# Configuring Data Permissions

## Data Permissioning and Isolation

Akkio offers a flexible approach to data access. Data can either be shared at a global (agency-wide) level or isolated per client. This approach respects any data-warehouse-level permissions you might have (e.g., in Snowflake or other databases).

#### Global Agency Data

* Description: Datasets configured to be accessible to the entire agency.
* Access: Any user within the agency (with roles Team Member, Approver, Distributor, or Admin) can see and use these datasets, provided they have at least a Team Member role or higher.
* Use Cases: Common reference data or cross-client data that the agency wants to share broadly.

#### Client-Specific Data (Data Isolation)

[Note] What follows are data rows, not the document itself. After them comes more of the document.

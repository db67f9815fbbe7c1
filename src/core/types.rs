use serde::{Deserialize, Serialize};

#[derive(Debug, Clone, Copy, PartialEq, Serialize, Deserialize)]
pub struct Viewport {
    pub width: u32,
    pub height: u32,
}

impl Viewport {
    #[must_use]
    pub fn new(width: u32, height: u32) -> Self {
        Self { width, height }
    }

    #[must_use]
    pub fn is_valid(self) -> bool {
        self.width > 0 && self.height > 0
    }
}

/// Pointer location in plot-container pixel space.
#[derive(Debug, Clone, Copy, PartialEq, Serialize, Deserialize)]
pub struct PixelPoint {
    pub x: f64,
    pub y: f64,
}

impl PixelPoint {
    #[must_use]
    pub fn new(x: f64, y: f64) -> Self {
        Self { x, y }
    }

    #[must_use]
    pub fn is_finite(self) -> bool {
        self.x.is_finite() && self.y.is_finite()
    }
}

* Description: Datasets that are isolated to a specific client’s team.
* Access: Only users who are members of that client’s team can see and use these datasets. This allows for strict data isolation, protecting sensitive or proprietary data.
* Inherited Permissions: Akkio enforces any underlying database permissions. If Snowflake or another data warehouse is configured to only allow specific users or roles to see certain tables, Akkio respects that setting.

## Best Practices

**Least Privilege Principle**

Assign the lowest role necessary for a user to perform their job. For instance, if a user only needs to create projects, make them a Team Member rather than a Team Admin.

**Client Isolation**

* If a client’s data must remain private, ensure only client-specific users and relevant agency team members (who need access) are assigned to that client’s team.

**Regularly Audit Roles**

* Periodically review users’ roles and client memberships to ensure they still reflect current responsibilities.